[Source records]
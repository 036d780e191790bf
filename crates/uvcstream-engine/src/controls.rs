//! Image-quality and audio control surface.
//!
//! Wraps the UVC processing unit's GET/SET requests and the USB-Audio
//! feature unit's mute/volume. Ranges are probed once at session start with
//! GET_MIN/GET_MAX/GET_DEF/GET_RES; writes are serialized by a single mutex
//! so a control tweak never interleaves with another on the wire.

use std::collections::HashMap;
use std::sync::Arc;

use parking_lot::Mutex;
use thiserror::Error;
use tracing::{debug, warn};

use uvcstream_proto::consts::{
    FU_MUTE, FU_VOLUME, PU_BACKLIGHT_COMPENSATION, PU_BRIGHTNESS, PU_CONTRAST, PU_GAIN,
    PU_GAMMA, PU_HUE, PU_POWER_LINE_FREQUENCY, PU_SATURATION, PU_SHARPNESS,
    PU_WHITE_BALANCE_TEMPERATURE, RC_GET_CUR, RC_GET_DEF, RC_GET_MAX, RC_GET_MIN, RC_GET_RES,
    RC_SET_CUR, REQTYPE_CLASS_INTERFACE_IN, REQTYPE_CLASS_INTERFACE_OUT,
};
use uvcstream_proto::{AudioControlInfo, ProcessingUnitInfo};
use uvcstream_usb::{TransportError, UsbDevice};

/// Errors from control reads and writes; these surface to the caller.
#[derive(Debug, Error)]
pub enum ControlError {
    #[error("control {0:?} not supported by this device")]
    Unsupported(ControlId),

    #[error("value {value} outside [{min}, {max}]")]
    OutOfRange { value: i32, min: i32, max: i32 },

    #[error(transparent)]
    Transport(#[from] TransportError),
}

/// Result type for control operations.
pub type ControlResult<T> = Result<T, ControlError>;

/// The controls the surface can expose.
#[derive(Debug, Clone, Copy, PartialEq, Eq, Hash)]
pub enum ControlId {
    Brightness,
    Contrast,
    Hue,
    Saturation,
    Sharpness,
    Gamma,
    WhiteBalanceTemperature,
    Gain,
    BacklightCompensation,
    PowerLineFrequency,
    /// Ladder index selector, handled by the session rather than the wire.
    ResolutionIndex,
    Mute,
    Volume,
}

impl ControlId {
    /// All wire-backed video controls, in probe order.
    const VIDEO_CONTROLS: [ControlId; 10] = [
        ControlId::Brightness,
        ControlId::Contrast,
        ControlId::Hue,
        ControlId::Saturation,
        ControlId::Sharpness,
        ControlId::Gamma,
        ControlId::WhiteBalanceTemperature,
        ControlId::Gain,
        ControlId::BacklightCompensation,
        ControlId::PowerLineFrequency,
    ];

    fn pu_selector(self) -> Option<u8> {
        match self {
            ControlId::Brightness => Some(PU_BRIGHTNESS),
            ControlId::Contrast => Some(PU_CONTRAST),
            ControlId::Hue => Some(PU_HUE),
            ControlId::Saturation => Some(PU_SATURATION),
            ControlId::Sharpness => Some(PU_SHARPNESS),
            ControlId::Gamma => Some(PU_GAMMA),
            ControlId::WhiteBalanceTemperature => Some(PU_WHITE_BALANCE_TEMPERATURE),
            ControlId::Gain => Some(PU_GAIN),
            ControlId::BacklightCompensation => Some(PU_BACKLIGHT_COMPENSATION),
            ControlId::PowerLineFrequency => Some(PU_POWER_LINE_FREQUENCY),
            _ => None,
        }
    }

    fn capability_bit(self) -> Option<u32> {
        match self {
            ControlId::Brightness => Some(ProcessingUnitInfo::BIT_BRIGHTNESS),
            ControlId::Contrast => Some(ProcessingUnitInfo::BIT_CONTRAST),
            ControlId::Hue => Some(ProcessingUnitInfo::BIT_HUE),
            ControlId::Saturation => Some(ProcessingUnitInfo::BIT_SATURATION),
            ControlId::Sharpness => Some(ProcessingUnitInfo::BIT_SHARPNESS),
            ControlId::Gamma => Some(ProcessingUnitInfo::BIT_GAMMA),
            ControlId::WhiteBalanceTemperature => {
                Some(ProcessingUnitInfo::BIT_WHITE_BALANCE_TEMPERATURE)
            }
            ControlId::Gain => Some(ProcessingUnitInfo::BIT_GAIN),
            ControlId::BacklightCompensation => {
                Some(ProcessingUnitInfo::BIT_BACKLIGHT_COMPENSATION)
            }
            ControlId::PowerLineFrequency => Some(ProcessingUnitInfo::BIT_POWER_LINE_FREQUENCY),
            _ => None,
        }
    }

    /// Wire width of the control's value.
    fn value_len(self) -> usize {
        match self {
            ControlId::PowerLineFrequency | ControlId::Mute => 1,
            _ => 2,
        }
    }

    fn has_auto_companion(self) -> bool {
        matches!(
            self,
            ControlId::Hue | ControlId::WhiteBalanceTemperature
        )
    }
}

/// Probed range and current value for one control.
#[derive(Debug, Clone, Copy, Default)]
pub struct ControlRange {
    pub current: i32,
    pub min: i32,
    pub max: i32,
    pub step: i32,
    pub default: i32,
    pub has_auto: bool,
}

/// Read-mostly control table over the device's processing and feature units.
pub struct ControlSurface {
    device: Arc<dyn UsbDevice>,
    processing_unit: Option<ProcessingUnitInfo>,
    control_interface: u8,
    audio: Option<AudioControlInfo>,
    ranges: Mutex<HashMap<ControlId, ControlRange>>,
    /// Serializes SET_CUR traffic.
    write_lock: Mutex<()>,
    resolution_index: Mutex<usize>,
}

impl ControlSurface {
    pub fn new(
        device: Arc<dyn UsbDevice>,
        processing_unit: Option<ProcessingUnitInfo>,
        control_interface: u8,
        audio: Option<AudioControlInfo>,
    ) -> Self {
        Self {
            device,
            processing_unit,
            control_interface,
            audio,
            ranges: Mutex::new(HashMap::new()),
            write_lock: Mutex::new(()),
            resolution_index: Mutex::new(0),
        }
    }

    /// Probes min/max/default/step for every control the processing unit
    /// advertises. Individual probe failures leave that control out.
    pub fn populate(&self) {
        let Some(pu) = self.processing_unit else {
            return;
        };
        let mut ranges = self.ranges.lock();
        for id in ControlId::VIDEO_CONTROLS {
            let Some(bit) = id.capability_bit() else {
                continue;
            };
            if !pu.has(bit) {
                continue;
            }
            match self.probe_range(id) {
                Ok(mut range) => {
                    if id.has_auto_companion() {
                        range.has_auto = pu.has(match id {
                            ControlId::Hue => ProcessingUnitInfo::BIT_HUE_AUTO,
                            _ => ProcessingUnitInfo::BIT_WHITE_BALANCE_TEMPERATURE_AUTO,
                        });
                    }
                    debug!(?id, ?range, "control probed");
                    ranges.insert(id, range);
                }
                Err(err) => warn!(?id, "control range probe failed: {err}"),
            }
        }
        if self.audio.is_some() {
            ranges.insert(ControlId::Mute, ControlRange {
                min: 0,
                max: 1,
                step: 1,
                ..Default::default()
            });
            if let Ok(range) = self.probe_audio_range(ControlId::Volume) {
                ranges.insert(ControlId::Volume, range);
            }
        }
    }

    /// The probed range, when the device supports this control.
    pub fn range(&self, id: ControlId) -> Option<ControlRange> {
        self.ranges.lock().get(&id).copied()
    }

    pub fn supported(&self) -> Vec<ControlId> {
        self.ranges.lock().keys().copied().collect()
    }

    /// Reads the current value from the device.
    pub fn get(&self, id: ControlId) -> ControlResult<i32> {
        match id {
            ControlId::ResolutionIndex => Ok(*self.resolution_index.lock() as i32),
            ControlId::Mute | ControlId::Volume => self.audio_request(id, RC_GET_CUR, None),
            _ => {
                let value = self.video_request(id, RC_GET_CUR, None)?;
                if let Some(range) = self.ranges.lock().get_mut(&id) {
                    range.current = value;
                }
                Ok(value)
            }
        }
    }

    /// Writes a value, range-checked against the probed limits.
    pub fn set(&self, id: ControlId, value: i32) -> ControlResult<()> {
        if let Some(range) = self.range(id) {
            if range.max > range.min && (value < range.min || value > range.max) {
                return Err(ControlError::OutOfRange {
                    value,
                    min: range.min,
                    max: range.max,
                });
            }
        }
        match id {
            ControlId::ResolutionIndex => {
                *self.resolution_index.lock() = value.max(0) as usize;
                Ok(())
            }
            ControlId::Mute | ControlId::Volume => {
                self.audio_request(id, RC_SET_CUR, Some(value))?;
                Ok(())
            }
            _ => {
                self.video_request(id, RC_SET_CUR, Some(value))?;
                if let Some(range) = self.ranges.lock().get_mut(&id) {
                    range.current = value;
                }
                Ok(())
            }
        }
    }

    /// The ladder index the consumer selected; the session reads this when
    /// (re)starting the stream.
    pub fn selected_resolution_index(&self) -> usize {
        *self.resolution_index.lock()
    }

    fn probe_range(&self, id: ControlId) -> ControlResult<ControlRange> {
        Ok(ControlRange {
            min: self.video_request(id, RC_GET_MIN, None)?,
            max: self.video_request(id, RC_GET_MAX, None)?,
            default: self.video_request(id, RC_GET_DEF, None)?,
            step: self.video_request(id, RC_GET_RES, None).unwrap_or(1),
            current: self.video_request(id, RC_GET_CUR, None).unwrap_or(0),
            has_auto: false,
        })
    }

    fn probe_audio_range(&self, id: ControlId) -> ControlResult<ControlRange> {
        Ok(ControlRange {
            min: self.audio_request(id, RC_GET_MIN, None)?,
            max: self.audio_request(id, RC_GET_MAX, None)?,
            default: self.audio_request(id, RC_GET_CUR, None).unwrap_or(0),
            step: self.audio_request(id, RC_GET_RES, None).unwrap_or(1),
            current: self.audio_request(id, RC_GET_CUR, None).unwrap_or(0),
            has_auto: false,
        })
    }

    /// One processing-unit control transfer. wValue carries the selector,
    /// wIndex the unit id and interface.
    fn video_request(
        &self,
        id: ControlId,
        request: u8,
        set_value: Option<i32>,
    ) -> ControlResult<i32> {
        let pu = self.processing_unit.ok_or(ControlError::Unsupported(id))?;
        let selector = id.pu_selector().ok_or(ControlError::Unsupported(id))?;
        let value = u16::from(selector) << 8;
        let index = (u16::from(pu.unit_id) << 8) | u16::from(self.control_interface);
        self.transfer(id, request, value, index, set_value)
    }

    /// One feature-unit control transfer for the microphone path.
    fn audio_request(
        &self,
        id: ControlId,
        request: u8,
        set_value: Option<i32>,
    ) -> ControlResult<i32> {
        let audio = self.audio.ok_or(ControlError::Unsupported(id))?;
        if audio.feature_unit_id == 0 {
            return Err(ControlError::Unsupported(id));
        }
        let selector = match id {
            ControlId::Mute => FU_MUTE,
            ControlId::Volume => FU_VOLUME,
            _ => return Err(ControlError::Unsupported(id)),
        };
        // Master channel (0) in the low byte.
        let value = u16::from(selector) << 8;
        let index =
            (u16::from(audio.feature_unit_id) << 8) | u16::from(audio.interface_number);
        self.transfer(id, request, value, index, set_value)
    }

    fn transfer(
        &self,
        id: ControlId,
        request: u8,
        value: u16,
        index: u16,
        set_value: Option<i32>,
    ) -> ControlResult<i32> {
        let len = id.value_len();
        match set_value {
            Some(v) => {
                let _serialized = self.write_lock.lock();
                let bytes = (v as i16).to_le_bytes();
                self.device.control_out(
                    REQTYPE_CLASS_INTERFACE_OUT,
                    request,
                    value,
                    index,
                    &bytes[..len],
                )?;
                Ok(v)
            }
            None => {
                let mut bytes = [0u8; 2];
                self.device.control_in(
                    REQTYPE_CLASS_INTERFACE_IN,
                    request,
                    value,
                    index,
                    &mut bytes[..len],
                )?;
                let raw = if len == 1 {
                    i32::from(bytes[0] as i8)
                } else {
                    i32::from(i16::from_le_bytes(bytes))
                };
                Ok(raw)
            }
        }
    }
}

# ACTIVITY
Please copy out each line in the entries that mentions the string "session".

# YOUR RESPONSE
//! feature unit's mute/volume. Ranges are probed once at session start with
    /// Ladder index selector, handled by the session rather than the wire.
    /// The ladder index the consumer selected; the session reads this when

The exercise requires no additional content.